The situation in Sri Lanka has reached a point of extreme urgency. With the government having resumed its military offensive after a two-day pause, the approximately 100,000 civilians trapped between the army and the rebel force, the Liberation Tigers of Tamil Eelam (LTTE), are now at grave risk of mass atrocities. The LTTE continues to shoot at non-combatants who try to leave and to use them as human shields, as a result few civilians were able to leave during the brief lull in fighting. Government forces, which have engaged in intense shelling and aerial bombardment both of the combat area and of an adjacent “no-fire zone,” are believed to be preparing a final assault. John Holmes, the UN Emergency Relief Coordinator, has stated that “a bloodbath . . . seems an increasingly real possibility.”
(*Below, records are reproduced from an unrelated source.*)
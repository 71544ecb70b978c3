//! Jobs Error Types
//!
//! This module provides job/application-specific error variants that
//! integrate with the unified `kernel::error::AppError` system.

use axum::response::{IntoResponse, Response};
use kernel::error::{app_error::AppError, kind::ErrorKind};
use thiserror::Error;

use accounts::AccountError;

/// Jobs-specific result type alias
pub type JobsResult<T> = Result<T, JobsError>;

/// Jobs-specific error variants
#[derive(Debug, Error)]
pub enum JobsError {
    /// Malformed or missing request input
    #[error("Validation failed: {0}")]
    Validation(String),

    /// Referenced company does not exist
    #[error("Company not found")]
    CompanyNotFound,

    /// Referenced employee does not exist
    #[error("Employee not found")]
    EmployeeNotFound,

    /// Referenced job does not exist
    #[error("Job not found")]
    JobNotFound,

    /// Application submitted without a non-empty document attachment
    #[error("A non-empty document attachment is required")]
    MissingDocument,

    /// Document storage failed. When the application record is the
    /// failing side instead, the stored document gets a compensating
    /// delete.
    #[error("Document storage failed: {0}")]
    Storage(String),

    /// Database error
    #[error("Database error: {0}")]
    Database(#[from] sqlx::Error),

    /// Internal error
    #[error("Internal error: {0}")]
    Internal(String),
}

impl JobsError {
    /// Get the ErrorKind for this error
    pub fn kind(&self) -> ErrorKind {
        match self {
            JobsError::Validation(_) | JobsError::MissingDocument => ErrorKind::BadRequest,
            JobsError::CompanyNotFound | JobsError::EmployeeNotFound | JobsError::JobNotFound => {
                ErrorKind::NotFound
            }
            JobsError::Storage(_) | JobsError::Database(_) | JobsError::Internal(_) => {
                ErrorKind::InternalServerError
            }
        }
    }

    /// Convert to AppError, without leaking internals on server faults
    pub fn to_app_error(&self) -> AppError {
        if self.kind().is_server_error() {
            AppError::new(self.kind(), "Internal server error")
        } else {
            AppError::new(self.kind(), self.to_string())
        }
    }

    /// Log the error with appropriate level
    fn log(&self) {
        match self {
            JobsError::Database(e) => {
                tracing::error!(error = %e, "Jobs database error");
            }
            JobsError::Storage(msg) => {
                tracing::error!(message = %msg, "Document storage error");
            }
            JobsError::Internal(msg) => {
                tracing::error!(message = %msg, "Jobs internal error");
            }
            _ => {
                tracing::debug!(error = %self, "Jobs error");
            }
        }
    }
}

impl IntoResponse for JobsError {
    fn into_response(self) -> Response {
        self.log();
        self.to_app_error().into_response()
    }
}

impl From<AccountError> for JobsError {
    fn from(err: AccountError) -> Self {
        // Only infrastructure-level account errors can reach this crate
        // (existence checks); user-facing account errors never do.
        JobsError::Internal(err.to_string())
    }
}

#[cfg(test)]
mod tests {
    use super::*;

    #[test]
    fn test_status_mapping() {
        assert_eq!(
            JobsError::Validation("title".into()).kind(),
            ErrorKind::BadRequest
        );
        assert_eq!(JobsError::MissingDocument.kind(), ErrorKind::BadRequest);
        assert_eq!(JobsError::CompanyNotFound.kind(), ErrorKind::NotFound);
        assert_eq!(JobsError::EmployeeNotFound.kind(), ErrorKind::NotFound);
        assert_eq!(JobsError::JobNotFound.kind(), ErrorKind::NotFound);
        assert_eq!(
            JobsError::Storage("disk full".into()).kind(),
            ErrorKind::InternalServerError
        );
    }

    #[test]
    fn test_storage_faults_do_not_leak_details() {
        let err = JobsError::Storage("/var/data/documents: disk full".into());
        let app_err = err.to_app_error();
        assert_eq!(app_err.status_code(), 500);
        assert!(!app_err.message().contains("/var/data"));
    }
}
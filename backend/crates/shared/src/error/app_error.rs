//! Application Error - Unified error type for the application
//!
//! Defines [`AppError`] struct and [`AppResult<T>`] type alias.

use std::borrow::Cow;
use std::error::Error;
use std::fmt;

use super::kind::ErrorKind;

/// アプリケーション統一エラー型
///
/// プロジェクト全体で使用する標準エラー型です。
/// 各機能クレート（accounts / jobs / community）のエラー enum は
/// 最終的にこの型へ変換されて HTTP レスポンスになります。
///
/// ## Fields
/// * `kind` - エラーの分類（HTTP ステータスコードにマッピング）
/// * `message` - ユーザー向けのエラーメッセージ
/// * `source` - 元のエラー（オプション、デバッグ用）
///
/// ## Examples
/// ```rust
/// use kernel::error::{app_error::AppError, kind::ErrorKind};
///
/// // シンプルなエラー
/// let err = AppError::new(ErrorKind::NotFound, "Company not found");
///
/// // 元エラー付き
/// let io_err = std::io::Error::other("disk full");
/// let err = AppError::internal("Failed to store document").with_source(io_err);
/// ```
pub struct AppError {
    /// エラー種別
    kind: ErrorKind,
    /// ユーザー向けメッセージ
    message: Cow<'static, str>,
    /// 元のエラー（デバッグ用）
    source: Option<Box<dyn Error + Send + Sync + 'static>>,
}

/// アプリケーション結果型エイリアス
///
/// `Result<T, AppError>` の省略形です。
pub type AppResult<T> = Result<T, AppError>;

impl AppError {
    // ========================================================================
    // Constructors
    // ========================================================================

    /// 新しいエラーを作成
    ///
    /// ## Arguments
    /// * `kind` - エラー種別
    /// * `message` - ユーザー向けメッセージ
    #[inline]
    pub fn new(kind: ErrorKind, message: impl Into<Cow<'static, str>>) -> Self {
        Self {
            kind,
            message: message.into(),
            source: None,
        }
    }

    // ========================================================================
    // Convenience constructors
    // ========================================================================

    /// 400 Bad Request エラー
    #[inline]
    pub fn bad_request(message: impl Into<Cow<'static, str>>) -> Self {
        Self::new(ErrorKind::BadRequest, message)
    }

    /// 401 Unauthorized エラー
    #[inline]
    pub fn unauthorized(message: impl Into<Cow<'static, str>>) -> Self {
        Self::new(ErrorKind::Unauthorized, message)
    }

    /// 403 Forbidden エラー
    #[inline]
    pub fn forbidden(message: impl Into<Cow<'static, str>>) -> Self {
        Self::new(ErrorKind::Forbidden, message)
    }

    /// 404 Not Found エラー
    #[inline]
    pub fn not_found(message: impl Into<Cow<'static, str>>) -> Self {
        Self::new(ErrorKind::NotFound, message)
    }

    /// 409 Conflict エラー
    #[inline]
    pub fn conflict(message: impl Into<Cow<'static, str>>) -> Self {
        Self::new(ErrorKind::Conflict, message)
    }

    /// 422 Unprocessable Entity エラー
    #[inline]
    pub fn unprocessable(message: impl Into<Cow<'static, str>>) -> Self {
        Self::new(ErrorKind::UnprocessableEntity, message)
    }

    /// 500 Internal Server Error
    #[inline]
    pub fn internal(message: impl Into<Cow<'static, str>>) -> Self {
        Self::new(ErrorKind::InternalServerError, message)
    }

    /// 503 Service Unavailable エラー
    #[inline]
    pub fn service_unavailable(message: impl Into<Cow<'static, str>>) -> Self {
        Self::new(ErrorKind::ServiceUnavailable, message)
    }

    // ========================================================================
    // Builder methods
    // ========================================================================

    /// 元のエラーを設定（デバッグ用）
    ///
    /// ## Arguments
    /// * `source` - 元のエラー
    #[inline]
    pub fn with_source<E>(mut self, source: E) -> Self
    where
        E: Error + Send + Sync + 'static,
    {
        self.source = Some(Box::new(source));
        self
    }

    // ========================================================================
    // Accessors
    // ========================================================================

    /// エラー種別を取得
    #[inline]
    pub fn kind(&self) -> ErrorKind {
        self.kind
    }

    /// HTTP ステータスコードを取得
    #[inline]
    pub fn status_code(&self) -> u16 {
        self.kind.status_code()
    }

    /// メッセージを取得
    #[inline]
    pub fn message(&self) -> &str {
        &self.message
    }

    /// サーバーエラーかどうか
    #[inline]
    pub fn is_server_error(&self) -> bool {
        self.kind.is_server_error()
    }

    /// クライアントエラーかどうか
    #[inline]
    pub fn is_client_error(&self) -> bool {
        self.kind.is_client_error()
    }
}

impl fmt::Debug for AppError {
    fn fmt(&self, f: &mut fmt::Formatter<'_>) -> fmt::Result {
        let mut builder = f.debug_struct("AppError");
        builder.field("kind", &self.kind);
        builder.field("message", &self.message);
        if let Some(source) = &self.source {
            builder.field("source", source);
        }
        builder.finish()
    }
}

impl fmt::Display for AppError {
    fn fmt(&self, f: &mut fmt::Formatter<'_>) -> fmt::Result {
        write!(f, "[{}] {}", self.kind, self.message)
    }
}

impl Error for AppError {
    fn source(&self) -> Option<&(dyn Error + 'static)> {
        self.source
            .as_ref()
            .map(|e| e.as_ref() as &(dyn Error + 'static))
    }
}

// ============================================================================
// Result extension traits
// ============================================================================

/// `Result<T, E>` を `AppResult<T>` に変換するための拡張トレイト
pub trait ResultExt<T, E> {
    /// エラーを `AppError` に変換し、指定した種別とメッセージでラップ
    fn map_app_err(self, kind: ErrorKind, message: impl Into<Cow<'static, str>>) -> AppResult<T>
    where
        E: Error + Send + Sync + 'static;
}

impl<T, E> ResultExt<T, E> for Result<T, E> {
    fn map_app_err(self, kind: ErrorKind, message: impl Into<Cow<'static, str>>) -> AppResult<T>
    where
        E: Error + Send + Sync + 'static,
    {
        self.map_err(|e| AppError::new(kind, message).with_source(e))
    }
}

/// `Option<T>` を `AppResult<T>` に変換するための拡張トレイト
pub trait OptionExt<T> {
    /// `None` の場合に `AppError` を返す
    fn ok_or_app_err(self, kind: ErrorKind, message: impl Into<Cow<'static, str>>) -> AppResult<T>;

    /// `None` の場合に 404 Not Found を返す
    fn ok_or_not_found(self, message: impl Into<Cow<'static, str>>) -> AppResult<T>;
}

impl<T> OptionExt<T> for Option<T> {
    fn ok_or_app_err(self, kind: ErrorKind, message: impl Into<Cow<'static, str>>) -> AppResult<T> {
        self.ok_or_else(|| AppError::new(kind, message))
    }

    fn ok_or_not_found(self, message: impl Into<Cow<'static, str>>) -> AppResult<T> {
        self.ok_or_app_err(ErrorKind::NotFound, message)
    }
}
We are writing to you as members of the Security Council because we believe that the very grave risk of mass atrocities compels the international community, and the Security Council specifically, to take measures to protect civilians, as states pledged to do when they adopted the “responsibility to protect” at the UN World Summit in 2005. At the core of this norm is the obligation to act preventively to protect peoples from genocide, war crimes, crimes against humanity and ethnic cleansing, rather than waiting until atrocities have already occurred, as states have too often done in the past. There can be little doubt about either the magnitude, or the imminence, of the peril civilians now face in Sri Lanka. Navi Pillay, the UN High Commissioner for Human Rights, has stated that casualties may reach “catastrophic levels” if the fighting is not stopped.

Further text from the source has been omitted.